Australia exports as much energy - oil, coal and natural gas - as it does iron ore. We also import a lot of oil and petroleum products. In net terms, our energy exports are around a third as important as iron ore.
Over the next few years, energy exports are set to become increasingly important to Australia's economy. The major LNG projects that spearheaded the last leg of the resources investment boom will start to come online, propelling Australia to the top of the global LNG export ladder.
As oil prices fall, LNG prices follow (with a lag) courtesy of the oil price linkages incorporated into the supply contracts underpinning our major projects. At current oil prices, the impact on lower LNG prices is equivalent to 1% of gross domestic product (GDP) in 2015, rising to 2% of GDP in 2017. Lower oil prices are equivalent to the rest of the world giving us a pay cut.
Because of the way the income shock from lower oil prices is transmitted through the economy, the negative impacts will take longer to realise and potentially be harder to see. Lower LNG prices will reduce royalty payments to state governments, and the impact on profits will translate into lower company tax revenues.
The timing of the decline means that the impact on government revenues has not yet been factored into government budgets. The mid-year economic and fiscal outlook saw major revenue downgrades as the fall in iron ore prices from the mid-$US90s to $US60 per tonne was incorporated into the forecasts. The reduction in nominal GDP from lower LNG prices could equate to approximately $5 billion, rising to $10 billion, per annum less revenue.
There are some offsetting benefits from lower oil and LNG prices.
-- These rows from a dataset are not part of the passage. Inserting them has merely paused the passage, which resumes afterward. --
/// A keyed hashed collection whose chains live inside the values.
///
/// # Examples
///
/// ```
/// use keyed_hash::adapter::IntKey;
/// use keyed_hash::{ChainAdapter, IntrusiveChainedHash, Link};
/// use std::sync::Arc;
///
/// struct Node {
///     id: i32,
///     link: Link<Node>,
/// }
///
/// struct NodeChain;
///
/// impl ChainAdapter<Node> for NodeChain {
///     fn link<'a>(&self, value: &'a Node) -> &'a Link<Node> {
///         &value.link
///     }
/// }
///
/// let table = IntrusiveChainedHash::new(IntKey::new(|n: &Node| n.id), NodeChain);
/// table.add(Arc::new(Node { id: 3, link: Link::new() }));
/// assert_eq!(table.get(&3).unwrap().id, 3);
/// ```
pub struct IntrusiveChainedHash<V, A, C>
where
    A: KeyAdapter<V>,
    C: ChainAdapter<V>,
{
    buckets: ArcSwap<Buckets<V>>,
    write: Mutex<()>,
    size: AtomicUsize,
    /// Size threshold above which the bucket array doubles.
    capacity: AtomicUsize,
    load_factor: f64,
    rehash_enabled: bool,
    adapter: A,
    chain: C,
}

impl<V, A, C> IntrusiveChainedHash<V, A, C>
where
    A: KeyAdapter<V>,
    C: ChainAdapter<V>,
{
    /// Creates a table with the default capacity and load factor.
    pub fn new(adapter: A, chain: C) -> Self {
        Self::with_capacity(DEFAULT_INITIAL_CAPACITY, adapter, chain)
    }

    /// Creates a table that can hold `initial_capacity` values before its
    /// first rehash.
    pub fn with_capacity(initial_capacity: usize, adapter: A, chain: C) -> Self {
        Self::with_options(initial_capacity, DEFAULT_LOAD_FACTOR, true, adapter, chain)
    }

    /// Creates a table with every knob exposed: pre-rehash capacity, load
    /// factor, and whether the bucket array may grow at all.
    ///
    /// Panics unless `0.0 < load_factor < 1.0`.
    pub fn with_options(
        initial_capacity: usize,
        load_factor: f64,
        rehash_enabled: bool,
        adapter: A,
        chain: C,
    ) -> Self {
        assert!(
            load_factor > 0.0 && load_factor < 1.0,
            "load factor must lie in (0, 1)"
        );
        let bucket_count = std::cmp::max((initial_capacity as f64 * load_factor).ceil() as usize, 1);
        IntrusiveChainedHash {
            buckets: ArcSwap::from_pointee(Buckets::new(bucket_count)),
            write: Mutex::new(()),
            size: AtomicUsize::new(0),
            capacity: AtomicUsize::new(initial_capacity),
            load_factor,
            rehash_enabled,
            adapter,
            chain,
        }
    }

    /// Returns the adapter this table derives keys with.
    pub fn adapter(&self) -> &A {
        &self.adapter
    }

    /// Number of values. Safe to call concurrently with writers.
    pub fn len(&self) -> usize {
        self.size.load(Ordering::Relaxed)
    }

    /// True if the table holds no values.
    pub fn is_empty(&self) -> bool {
        self.len() == 0
    }

    /// The size threshold that triggers the next growth.
    pub fn capacity(&self) -> usize {
        self.capacity.load(Ordering::Relaxed)
    }

    /// Returns the value for `key`, if present. Lock-free.
    pub fn get(&self, key: &A::Key) -> Option<Arc<V>> {
        let buckets = self.buckets.load();
        let b = bucket_of(mask(self.adapter.hash_key(key)), buckets.heads.len());
        let mut cursor = buckets.heads[b].load_full();
        while let Some(value) = cursor {
            if self.adapter.eq_key(key, &value) {
                return Some(value);
            }
            cursor = self.chain.link(&value).get();
        }
        None
    }

    /// True if a value with this derived key is present.
    pub fn contains_key(&self, key: &A::Key) -> bool {
        self.get(key).is_some()
    }

    /// Adds `value` under its own derived key, splicing it in place of (and
    /// returning) any value already carrying an equal key.
    pub fn add(&self, value: Arc<V>) -> Option<Arc<V>> {
        let _guard = self.write.lock();
        self.internal_add(value, true)
    }

    /// Adds `value` unless its key is already present; on a hit the chain is
    /// untouched and the existing value is returned.
    pub fn add_if_absent(&self, value: Arc<V>) -> Option<Arc<V>> {
        let _guard = self.write.lock();
        self.internal_add(value, false)
    }

    /// Key-checked [`add`](Self::add), in map style.
    pub fn put(&self, key: &A::Key, value: Arc<V>) -> Result<Option<Arc<V>>, KeyError> {
        if !self.adapter.eq_key(key, &value) {
            return Err(KeyError::Inconsistent);
        }
        Ok(self.add(value))
    }

    /// Key-checked [`add_if_absent`](Self::add_if_absent), in map style.
    pub fn put_if_absent(&self, key: &A::Key, value: Arc<V>) -> Result<Option<Arc<V>>, KeyError> {
        if !self.adapter.eq_key(key, &value) {
            return Err(KeyError::Inconsistent);
        }
        Ok(self.add_if_absent(value))
    }

    /// Returns the value for `key`, manufacturing, verifying and appending a
    /// factory-made one on a miss.
    ///
    /// The factory runs inside the write lock and must not call back into
    /// this table. Fails with [`KeyError::FactoryMismatch`] if its value does
    /// not carry the requested key.
    pub fn get_or_insert_with<F>(&self, key: A::Key, factory: F) -> Result<Arc<V>, KeyError>
    where
        F: FnOnce(&A::Key) -> Arc<V>,
    {
        let _guard = self.write.lock();
        let buckets = self.buckets.load_full();
        let b = bucket_of(mask(self.adapter.hash_key(&key)), buckets.heads.len());

        let mut tail = None;
        let mut cursor = buckets.heads[b].load_full();
        while let Some(value) = cursor {
            if self.adapter.eq_key(&key, &value) {
                return Ok(value);
            }
            cursor = self.chain.link(&value).get();
            tail = Some(value);
        }

        let value = factory(&key);
        if !self.adapter.eq_key(&key, &value) {
            return Err(KeyError::FactoryMismatch);
        }
        self.chain.link(&value).set(None);
        match &tail {
            None => buckets.heads[b].store(Some(Arc::clone(&value))),
            Some(tail) => self.chain.link(tail).set(Some(Arc::clone(&value))),
        }
        self.bump_size();
        Ok(value)
    }

    /// Removes and returns the value with this derived key, unlinking it
    /// from its chain.
    pub fn remove_key(&self, key: &A::Key) -> Option<Arc<V>> {
        let _guard = self.write.lock();
        let buckets = self.buckets.load_full();
        let b = bucket_of(mask(self.adapter.hash_key(key)), buckets.heads.len());

        let mut prev: Option<Arc<V>> = None;
        let mut cursor = buckets.heads[b].load_full();
        while let Some(value) = cursor {
            if self.adapter.eq_key(key, &value) {
                let next = self.chain.link(&value).get();
                match &prev {
                    None => buckets.heads[b].store(next),
                    Some(prev) => self.chain.link(prev).set(next),
                }
                // clear the removed node's link so it does not retain its
                // old successor
                self.chain.link(&value).set(None);
                self.size.fetch_sub(1, Ordering::Relaxed);
                return Some(value);
            }
            cursor = self.chain.link(&value).get();
            prev = Some(value);
        }
        None
    }

    /// Removes the value carrying `value`'s own key. Returns whether a value
    /// was removed.
    pub fn remove_value(&self, value: &V) -> bool {
        self.remove_key(&self.adapter.key_of(value)).is_some()
    }

    /// Unlinks every value. Ends with an empty table or panics if the chain
    /// walk and the size counter disagree.
    pub fn clear(&self) {
        let _guard = self.write.lock();
        let buckets = self.buckets.load_full();
        trace!(buckets = buckets.heads.len(), "clear");
        for head in buckets.heads.iter() {
            let mut cursor = head.swap(None);
            while let Some(value) = cursor {
                cursor = self.chain.link(&value).get();
                self.chain.link(&value).set(None);
                self.size.fetch_sub(1, Ordering::Relaxed);
            }
        }
        let size = self.size.load(Ordering::Relaxed);
        if size != 0 {
            panic!("hash size inconsistent: after clear(), size = {}", size);
        }
    }

    /// A no-op: the chained layout has no tombstones to purge and never
    /// shrinks. Present so generic call sites can trim either table family.
    pub fn compact(&self) {}

    /// Alias of [`compact`](Self::compact); also a no-op.
    pub fn trim_to_size(&self) {
        self.compact()
    }

    /// Iterates over the values of a bucket-array snapshot, chain by chain.
    pub fn iter(&self) -> Iter<'_, V, A, C> {
        Iter::new(self)
    }

    /// Iterates over the derived keys of a snapshot.
    pub fn keys(&self) -> Keys<'_, V, A, C> {
        Keys::new(self)
    }

    /// Iterates over `(key, value)` pairs of a snapshot.
    pub fn entries(&self) -> Entries<'_, V, A, C> {
        Entries::new(self)
    }

    /// Map hash code over the live entries, as for
    /// [`KeyedHashMap::map_hash`](crate::KeyedHashMap::map_hash).
    pub fn map_hash<H>(&self, build_hasher: &H) -> u64
    where
        H: std::hash::BuildHasher,
        V: std::hash::Hash,
    {
        self.entries()
            .map(|(k, v)| u64::from(self.adapter.hash_key(&k)) ^ build_hasher.hash_one(&*v))
            .fold(0u64, u64::wrapping_add)
    }

    /// Set hash code over the live values.
    pub fn set_hash<H>(&self, build_hasher: &H) -> u64
    where
        H: std::hash::BuildHasher,
        V: std::hash::Hash,
    {
        self.iter()
            .map(|v| build_hasher.hash_one(&*v))
            .fold(0u64, u64::wrapping_add)
    }

    pub(super) fn snapshot(&self) -> Arc<Buckets<V>> {
        self.buckets.load_full()
    }

    pub(super) fn chain_adapter(&self) -> &C {
        &self.chain
    }

    /// Chain walk shared by `add` and `add_if_absent`. Requires the write
    /// lock.
    fn internal_add(&self, value: Arc<V>, replace: bool) -> Option<Arc<V>> {
        let buckets = self.buckets.load_full();
        let key = self.adapter.key_of(&value);
        let b = bucket_of(mask(self.adapter.hash_key(&key)), buckets.heads.len());

        let mut displaced = None;
        let mut prev: Option<Arc<V>> = None;
        let mut cursor = buckets.heads[b].load_full();
        if cursor.is_none() {
            self.chain.link(&value).set(None);
            buckets.heads[b].store(Some(value));
        } else {
            while let Some(candidate) = cursor {
                if self.adapter.eq_key(&key, &candidate) {
                    if replace {
                        // splice the new value into the old one's position:
                        // it inherits the successor, the old value drops out
                        // of the chain with its link cleared
                        self.chain.link(&value).set(self.chain.link(&candidate).get());
                        self.chain.link(&candidate).set(None);
                        match &prev {
                            None => buckets.heads[b].store(Some(value)),
                            Some(prev) => self.chain.link(prev).set(Some(value)),
                        }
                    }
                    displaced = Some(candidate);
                    break;
                }
                let next = self.chain.link(&candidate).get();
                match next {
                    None => {
                        // end of chain: append
                        self.chain.link(&value).set(None);
                        self.chain.link(&candidate).set(Some(value));
                        break;
                    }
                    Some(next) => {
                        prev = Some(candidate);
                        cursor = Some(next);
                    }
                }
            }
        }

        if displaced.is_none() {
            self.bump_size();
        }
        displaced
    }

    /// Size increment plus the grow check. Requires the write lock.
    fn bump_size(&self) {
        let size = self.size.fetch_add(1, Ordering::Relaxed) + 1;
        if size > self.capacity.load(Ordering::Relaxed) && self.rehash_enabled {
            self.grow();
        }
    }

    /// Doubles the bucket array and rethreads every chain, prepending into
    /// the new buckets (which reverses per-bucket order; iteration order is
    /// unspecified). Requires the write lock.
    fn grow(&self) {
        let old = self.buckets.load_full();
        let new_count = old.heads.len() * 2;
        let grown = Buckets::new(new_count);
        self.capacity
            .store((new_count as f64 / self.load_factor) as usize, Ordering::Relaxed);

        for head in old.heads.iter() {
            let mut cursor = head.load_full();
            while let Some(value) = cursor {
                cursor = self.chain.link(&value).get();
                let b = bucket_of(
                    mask(self.adapter.hash_key(&self.adapter.key_of(&value))),
                    new_count,
                );
                self.chain.link(&value).set(grown.heads[b].load_full());
                grown.heads[b].store(Some(value));
            }
        }
        self.buckets.store(Arc::new(grown));
        trace!(buckets = new_count, "rehash");
    }
}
The consumer impacts have received the most attention. National average petrol prices have declined from approximately $1.40 per litre in early December and are approaching the $1 per litre mark. That's a significant benefit, when you consider that a 23 cent per litre decline delivers the same impact as a 0.25% rate cut - without the negative sting of deposit rate declines for savers.
If the decline in oil prices persists and pulls down LNG prices, consumers, and businesses, will also welcome relief from the threat of significant increases in domestic gas prices. The east coast LNG plants will link the domestic gas market to the rest of the world, raising prices from current levels. A lower global LNG price will lessen the blow, and the potential impact on inflation.
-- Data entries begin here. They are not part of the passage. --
//! The set view of the open-addressed table.

use std::collections::HashSet;
use std::hash::{BuildHasher, Hash};
use std::sync::Arc;

#[cfg(feature = "serde")]
use serde::ser::SerializeSeq;
#[cfg(feature = "serde")]
use serde::{Serialize, Serializer};

use crate::adapter::KeyAdapter;
use crate::error::KeyError;

use super::{KeyedHash, Keys, Values};

/// A concurrently readable set of values with derived-key identity.
///
/// Membership is decided by each value's derived key, so the set doubles as
/// an index: [`get`](Self::get) finds the member carrying a key without
/// needing the member itself.
pub struct KeyedHashSet<V, A: KeyAdapter<V>> {
    inner: KeyedHash<V, A>,
}

impl<V, A: KeyAdapter<V>> KeyedHashSet<V, A> {
    /// Creates a set with the default capacity and load factor.
    pub fn new(adapter: A) -> Self {
        KeyedHashSet {
            inner: KeyedHash::new(adapter),
        }
    }

    /// Creates a set that can hold `initial_capacity` values before its
    /// first rehash.
    pub fn with_capacity(initial_capacity: usize, adapter: A) -> Self {
        KeyedHashSet {
            inner: KeyedHash::with_capacity(initial_capacity, adapter),
        }
    }

    /// Creates a set with the given pre-rehash capacity and load factor.
    pub fn with_capacity_and_load_factor(
        initial_capacity: usize,
        load_factor: f64,
        adapter: A,
    ) -> Self {
        KeyedHashSet {
            inner: KeyedHash::with_capacity_and_load_factor(initial_capacity, load_factor, adapter),
        }
    }

    /// The underlying keyed table.
    pub fn as_hash(&self) -> &KeyedHash<V, A> {
        &self.inner
    }

    /// Number of members.
    pub fn len(&self) -> usize {
        self.inner.len()
    }

    /// True if the set holds no members.
    pub fn is_empty(&self) -> bool {
        self.inner.is_empty()
    }

    /// Current physical capacity.
    pub fn capacity(&self) -> usize {
        self.inner.capacity()
    }

    /// Returns the member carrying `key`. Lock-free.
    pub fn get(&self, key: &A::Key) -> Option<Arc<V>> {
        self.inner.get(key)
    }

    /// True if a member carries `key`.
    pub fn contains_key(&self, key: &A::Key) -> bool {
        self.inner.contains_key(key)
    }

    /// True if the member carrying `value`'s key compares equal to `value`.
    pub fn contains(&self, value: &V) -> bool
    where
        V: PartialEq,
    {
        self.inner
            .get(&self.inner.adapter().key_of(value))
            .map_or(false, |member| *member == *value)
    }

    /// Adds a value, displacing any member with an equal key. Returns true
    /// if the key was absent.
    pub fn add(&self, value: Arc<V>) -> bool {
        self.inner.add(value)
    }

    /// Adds every value. Returns true if any key was absent.
    pub fn add_all<I>(&self, values: I) -> bool
    where
        I: IntoIterator<Item = Arc<V>>,
    {
        self.inner.add_all(values)
    }

    /// Returns the member carrying `key`, inserting a factory-made one on a
    /// miss. See [`KeyedHash::get_or_insert_with`].
    pub fn get_or_insert_with<F>(&self, key: A::Key, factory: F) -> Result<Arc<V>, KeyError>
    where
        F: FnOnce(&A::Key) -> Arc<V>,
    {
        self.inner.get_or_insert_with(key, factory)
    }

    /// Removes the member carrying `value`'s key. Returns whether a member
    /// was removed.
    pub fn remove(&self, value: &V) -> bool {
        self.inner.remove_value(value)
    }

    /// Removes and returns the member carrying `key`.
    pub fn remove_key(&self, key: &A::Key) -> Option<Arc<V>> {
        self.inner.remove_key(key)
    }

    /// Removes the members carrying each value's key. Returns true if the
    /// set changed.
    pub fn remove_all<'a, I>(&self, values: I) -> bool
    where
        I: IntoIterator<Item = &'a V>,
        V: 'a,
    {
        self.inner.remove_all(values)
    }

    /// Keeps only members equal to some element of `keep`; compacts when
    /// anything was dropped. Returns true if the set changed.
    pub fn retain_all(&self, keep: &[Arc<V>]) -> bool
    where
        V: PartialEq,
    {
        self.inner.retain_all(keep)
    }

    /// Drops every member.
    pub fn clear(&self) {
        self.inner.clear()
    }

    /// Pre-sizes for `additional` further members.
    pub fn ensure_capacity(&self, additional: usize) {
        self.inner.ensure_capacity(additional)
    }

    /// Shrinks to the smallest admissible capacity and purges tombstones.
    pub fn compact(&self) {
        self.inner.compact()
    }

    /// Alias of [`compact`](Self::compact).
    pub fn trim_to_size(&self) {
        self.inner.trim_to_size()
    }

    /// Iterates over the members of a snapshot.
    pub fn iter(&self) -> Values<'_, V, A> {
        self.inner.iter()
    }

    /// Iterates over the derived keys of a snapshot.
    pub fn keys(&self) -> Keys<'_, V, A> {
        self.inner.keys()
    }

    /// Set hash code: the wrapping sum of the member hashes under
    /// `build_hasher`.
    pub fn set_hash<H>(&self, build_hasher: &H) -> u64
    where
        H: BuildHasher,
        V: Hash,
    {
        self.iter()
            .map(|v| build_hasher.hash_one(&*v))
            .fold(0u64, u64::wrapping_add)
    }
}

impl<'a, V, A: KeyAdapter<V>> IntoIterator for &'a KeyedHashSet<V, A> {
    type Item = Arc<V>;
    type IntoIter = Values<'a, V, A>;

    fn into_iter(self) -> Values<'a, V, A> {
        self.iter()
    }
}

/// Two keyed sets are equal when they have the same size and each member of
/// one is contained in the other.
impl<V, A> PartialEq for KeyedHashSet<V, A>
where
    A: KeyAdapter<V>,
    V: PartialEq,
{
    fn eq(&self, other: &Self) -> bool {
        self.len() == other.len() && self.iter().all(|v| other.contains(&v))
    }
}

/// A keyed set equals a std `HashSet` with the same members.
impl<V, A, S> PartialEq<HashSet<Arc<V>, S>> for KeyedHashSet<V, A>
where
    A: KeyAdapter<V>,
    V: Hash + Eq,
    S: BuildHasher,
{
    fn eq(&self, other: &HashSet<Arc<V>, S>) -> bool {
        self.len() == other.len() && self.iter().all(|v| other.contains(&*v))
    }
}

#[cfg(feature = "serde")]
impl<V, A> Serialize for KeyedHashSet<V, A>
where
    A: KeyAdapter<V>,
    V: Serialize,
{
    fn serialize<S>(&self, serializer: S) -> Result<S::Ok, S::Error>
    where
        S: Serializer,
    {
        let mut state = serializer.serialize_seq(Some(self.len()))?;
        for value in self.iter() {
            state.serialize_element(&*value)?;
        }
        state.end()
    }
}

#[cfg(test)]
mod tests {
    use super::*;
    use crate::adapter::HashedKey;

    #[derive(Debug, Hash, PartialEq, Eq)]
    struct Obj {
        id: String,
    }

    fn obj(id: &str) -> Arc<Obj> {
        Arc::new(Obj { id: id.to_string() })
    }

    type ObjSet = KeyedHashSet<Obj, HashedKey<String, fn(&Obj) -> String>>;

    fn set() -> ObjSet {
        let f: fn(&Obj) -> String = |o| o.id.clone();
        KeyedHashSet::with_capacity(4, HashedKey::new(f))
    }

    #[test]
    fn test_add_contains_remove() {
        let s = set();
        let a = obj("A");
        assert!(s.add(Arc::clone(&a)));
        assert!(!s.add(obj("A")));
        assert_eq!(s.len(), 1);
        assert!(s.contains(&Obj { id: "A".into() }));
        assert!(s.remove(&Obj { id: "A".into() }));
        assert!(!s.remove(&Obj { id: "A".into() }));
        assert!(s.is_empty());
    }

    #[test]
    fn test_set_equality_with_std() {
        let s = set();
        let mut reference = HashSet::new();
        for id in ["A", "B", "C"] {
            let v = obj(id);
            s.add(Arc::clone(&v));
            reference.insert(v);
        }
        assert!(s == reference);
        reference.remove(&Obj { id: "B".into() });
        assert!(s != reference);
    }

    #[test]
    fn test_set_equality_between_keyed_sets() {
        let a = set();
        let b = set();
        for id in ["A", "B", "C"] {
            a.add(obj(id));
            b.add(obj(id));
        }
        assert!(a == b);
        b.remove(&Obj { id: "C".into() });
        assert!(a != b);
    }
}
The decline in energy prices will have other impacts on Australia. The recent headline consumer price index (CPI) outcomes for Australia and New Zealand surprised to the downside, thanks to lower petrol prices. Headline inflation pushed through the bottom of the Reserve Bank of Australia's (RBA) target band, coming in at 1.7% year on year.
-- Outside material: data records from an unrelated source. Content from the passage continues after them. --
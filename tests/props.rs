//! Property tests for the open-addressed table.

use std::collections::HashMap;
use std::sync::Arc;

use keyed_hash::adapter::LongKey;
use keyed_hash::KeyedHashMap;

#[derive(Debug, PartialEq, Eq)]
struct LongItem {
    id: i64,
}

type LongMap = KeyedHashMap<LongItem, LongKey<fn(&LongItem) -> i64>>;

fn long_map(capacity: usize, load_factor: f64) -> LongMap {
    let f: fn(&LongItem) -> i64 = |i| i.id;
    KeyedHashMap::with_capacity_and_load_factor(capacity, load_factor, LongKey::new(f))
}

proptest::proptest! {
    /// Any load factor in (0, 1) and any small starting capacity survive
    /// add/remove cycles of twice the capacity without tripping a probe
    /// cycle or an internal invariant.
    #[test]
    fn admissible_under_any_load_factor(
        load_factor in 0.001f64..0.999,
        initial_capacity in 0usize..100,
        keys in proptest::collection::vec(0i64..10, 1..256),
    ) {
        let m = long_map(initial_capacity, load_factor);
        for i in 0..initial_capacity * 2 {
            if m.len() >= m.capacity() - 1 {
                // drop the first indexed entry to make room
                let victim = m.get_by_index(0).unwrap();
                m.remove(&victim.id);
            }
            let id = keys[i % keys.len()];
            m.put(&id, Arc::new(LongItem { id })).unwrap();
        }
    }

    /// A put sequence reproduces exactly the mapping a reference map holds,
    /// and unknown keys stay absent.
    #[test]
    fn insertion_round_trip(keys in proptest::collection::vec(-500i64..500, 0..300)) {
        let m = long_map(4, 0.5);
        let mut reference = HashMap::new();
        for &id in &keys {
            let v = Arc::new(LongItem { id });
            m.put(&id, Arc::clone(&v)).unwrap();
            reference.insert(id, v);
        }
        proptest::prop_assert!(m == reference);
        for probe in 500..600 {
            proptest::prop_assert!(m.get(&probe).is_none());
        }
    }

    /// Removing a key once or twice leaves the same state, and the second
    /// removal reports absence.
    #[test]
    fn remove_is_idempotent(keys in proptest::collection::vec(0i64..50, 1..100), victim in 0i64..50) {
        let m = long_map(8, 0.5);
        let mut reference = HashMap::new();
        for &id in &keys {
            let v = Arc::new(LongItem { id });
            m.put(&id, Arc::clone(&v)).unwrap();
            reference.insert(id, v);
        }
        let had = reference.remove(&victim).is_some();
        proptest::prop_assert_eq!(m.remove(&victim).is_some(), had);
        proptest::prop_assert!(m.remove(&victim).is_none());
        proptest::prop_assert!(m == reference);
    }
}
There is more to come on the inflation impact. The timing of the decline in petrol prices means that most of the impact on the CPI will be in the first quarter 2015 data, which will be published in May. If petrol prices stay around current levels, we estimate the impact would be a 0.6 percentage point detraction from headline CPI, potentially resulting in a negative overall inflation outcome in the quarter. The disinflationary impacts on the economy will be a factor in the RBA's decision making on whether there is scope to cut interest rates.